Let’s visit my imaginary feedlot to demonstrate this digestive difference.
Pen #1 contains fat steers. Walk to the bunk and send your heeler in to stir the herd. As the steers buck and run you will hear a very light cough. This is not pneumonia it is just a reflex action triggered by methane gas escaping up the esophagus and irritating the larynx.
Pen #2 contains the pen rider’s horses. Your heeler charges in and the ponies buck, kick and ‘spoof’ all across the pen. Horses are called posterior fermentors; all their gas is hiding right under their tails.
Pen #3 contains jack rabbits. (Remember, I said it was an imaginary feedlot.) Your heeler charges in and bunnies scatter everywhere. Rabbits, like horses, are also posterior fermentors and if you can hear them ‘spoof’ you are wound and little too tight and you should put your coffee down and not operate heavy machinery for a few days.
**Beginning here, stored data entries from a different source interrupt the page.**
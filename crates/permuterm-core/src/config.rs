//! `permuterm` configuration module.
//!
//! Provides configuration file support via `permuterm.toml`, environment
//! variables, and runtime overrides.
//!
//! # Priority (highest to lowest)
//!
//! 1. Runtime overrides (API, CLI flags)
//! 2. Environment variables (`PERMUTERM_<SECTION>__<KEY>`, e.g.
//!    `PERMUTERM_PRUNING__ENABLED=true`)
//! 3. Configuration file (`permuterm.toml`)
//! 4. Default values

use figment::{
    providers::{Env, Format, Serialized, Toml},
    Figment,
};
use serde::{Deserialize, Serialize};
use std::path::Path;
use thiserror::Error;

use crate::prune::{PruneThresholds, DEFAULT_ONE_SIDED_FACTOR, DEFAULT_UNBOUNDED_FACTOR};

/// Default configuration file name.
pub const CONFIG_FILE_NAME: &str = "permuterm.toml";

/// Environment variable prefix.
pub const ENV_PREFIX: &str = "PERMUTERM_";

/// Configuration errors.
#[derive(Error, Debug)]
pub enum ConfigError {
    /// Failed to parse configuration.
    #[error("Failed to parse configuration: {0}")]
    ParseError(String),

    /// Invalid configuration value.
    #[error("Invalid configuration value for '{key}': {message}")]
    InvalidValue {
        /// Configuration key that failed validation.
        key: String,
        /// Validation error message.
        message: String,
    },

    /// Configuration file not found.
    #[error("Configuration file not found: {0}")]
    FileNotFound(String),
}

/// Search-key pruning section.
#[derive(Debug, Clone, PartialEq, Eq, Serialize, Deserialize)]
#[serde(default)]
pub struct PruningConfig {
    /// Drop low-selectivity keys before probing the index.
    pub enabled: bool,
    /// One-sided keys are kept when `factor * len > max_len`.
    pub one_sided_factor: usize,
    /// Floating keys are kept when `factor * len > max_len`.
    pub unbounded_factor: usize,
}

impl Default for PruningConfig {
    fn default() -> Self {
        Self {
            enabled: false,
            one_sided_factor: DEFAULT_ONE_SIDED_FACTOR,
            unbounded_factor: DEFAULT_UNBOUNDED_FACTOR,
        }
    }
}

impl PruningConfig {
    /// Thresholds for the selectivity pruner.
    #[must_use]
    pub fn thresholds(&self) -> PruneThresholds {
        PruneThresholds {
            one_sided_factor: self.one_sided_factor,
            unbounded_factor: self.unbounded_factor,
        }
    }
}

/// Logging configuration section.
#[derive(Debug, Clone, PartialEq, Eq, Serialize, Deserialize)]
#[serde(default)]
pub struct LoggingConfig {
    /// Log level: error, warn, info, debug, trace.
    pub level: String,
    /// Log format: text or json.
    pub format: String,
}

impl Default for LoggingConfig {
    fn default() -> Self {
        Self {
            level: "info".to_string(),
            format: "text".to_string(),
        }
    }
}

/// Main `permuterm` configuration structure.
#[derive(Debug, Clone, PartialEq, Eq, Serialize, Deserialize, Default)]
#[serde(default)]
pub struct PermutermConfig {
    /// Search-key pruning configuration.
    pub pruning: PruningConfig,
    /// Logging configuration.
    pub logging: LoggingConfig,
}

impl PermutermConfig {
    /// Loads configuration from default sources.
    ///
    /// Priority: defaults < file < environment variables.
    ///
    /// # Errors
    ///
    /// Returns an error if configuration parsing fails.
    pub fn load() -> Result<Self, ConfigError> {
        Self::load_from_path(CONFIG_FILE_NAME)
    }

    /// Loads configuration from a specific file path.
    ///
    /// A missing file is not an error; defaults and environment apply.
    ///
    /// # Errors
    ///
    /// Returns an error if configuration parsing fails.
    pub fn load_from_path<P: AsRef<Path>>(path: P) -> Result<Self, ConfigError> {
        let figment = Figment::new()
            .merge(Serialized::defaults(Self::default()))
            .merge(Toml::file(path.as_ref()))
            .merge(Env::prefixed(ENV_PREFIX).split("__"));

        figment
            .extract()
            .map_err(|e| ConfigError::ParseError(e.to_string()))
    }

    /// Loads configuration from a file that must exist.
    ///
    /// # Errors
    ///
    /// Returns [`ConfigError::FileNotFound`] if `path` does not exist, or a
    /// parse error.
    pub fn load_required<P: AsRef<Path>>(path: P) -> Result<Self, ConfigError> {
        let path = path.as_ref();
        if !path.exists() {
            return Err(ConfigError::FileNotFound(path.display().to_string()));
        }
        Self::load_from_path(path)
    }

    /// Creates a configuration from a TOML string.
    ///
    /// # Errors
    ///
    /// Returns an error if parsing fails.
    pub fn from_toml(toml_str: &str) -> Result<Self, ConfigError> {
        let figment = Figment::new()
            .merge(Serialized::defaults(Self::default()))
            .merge(Toml::string(toml_str));

        figment
            .extract()
            .map_err(|e| ConfigError::ParseError(e.to_string()))
    }

    /// Validates the configuration.
    ///
    /// # Errors
    ///
    /// Returns an error if any configuration value is invalid.
    pub fn validate(&self) -> Result<(), ConfigError> {
        // The longest key must always survive pruning: factor * max > max.
        let factors = [
            ("pruning.one_sided_factor", self.pruning.one_sided_factor),
            ("pruning.unbounded_factor", self.pruning.unbounded_factor),
        ];
        for (key, factor) in factors {
            if !(2..=64).contains(&factor) {
                return Err(ConfigError::InvalidValue {
                    key: key.to_string(),
                    message: format!("value {factor} is out of range [2, 64]"),
                });
            }
        }

        let valid_levels = ["error", "warn", "info", "debug", "trace"];
        if !valid_levels.contains(&self.logging.level.as_str()) {
            return Err(ConfigError::InvalidValue {
                key: "logging.level".to_string(),
                message: format!(
                    "value '{}' is invalid, expected one of: {:?}",
                    self.logging.level, valid_levels
                ),
            });
        }

        let valid_formats = ["text", "json"];
        if !valid_formats.contains(&self.logging.format.as_str()) {
            return Err(ConfigError::InvalidValue {
                key: "logging.format".to_string(),
                message: format!(
                    "value '{}' is invalid, expected one of: {:?}",
                    self.logging.format, valid_formats
                ),
            });
        }

        Ok(())
    }

    /// Serializes the configuration to TOML.
    ///
    /// # Errors
    ///
    /// Returns an error if serialization fails.
    pub fn to_toml(&self) -> Result<String, ConfigError> {
        toml::to_string_pretty(self).map_err(|e| ConfigError::ParseError(e.to_string()))
    }
}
To summarize: What difference does it make if a cow releases its greenhouse gases by belching and horses by ‘spoofing’? It makes no difference at all, but that is not my point. Dr. Vincent Gray, a climate researcher and IPCC reviewer from New Zealand, has served on the committee since its inception in 1990. After studying the data for 17 years he states “there is no evidence that carbon dioxide increases are having any affect whatsoever on the climate.” If you want to blindly cast your loyalties behind Al Gore, a fellow who doesn’t know which end of a cow the gas comes out of, be my guest. But, I agree with Dr. Gray, it is all a ‘spoof’.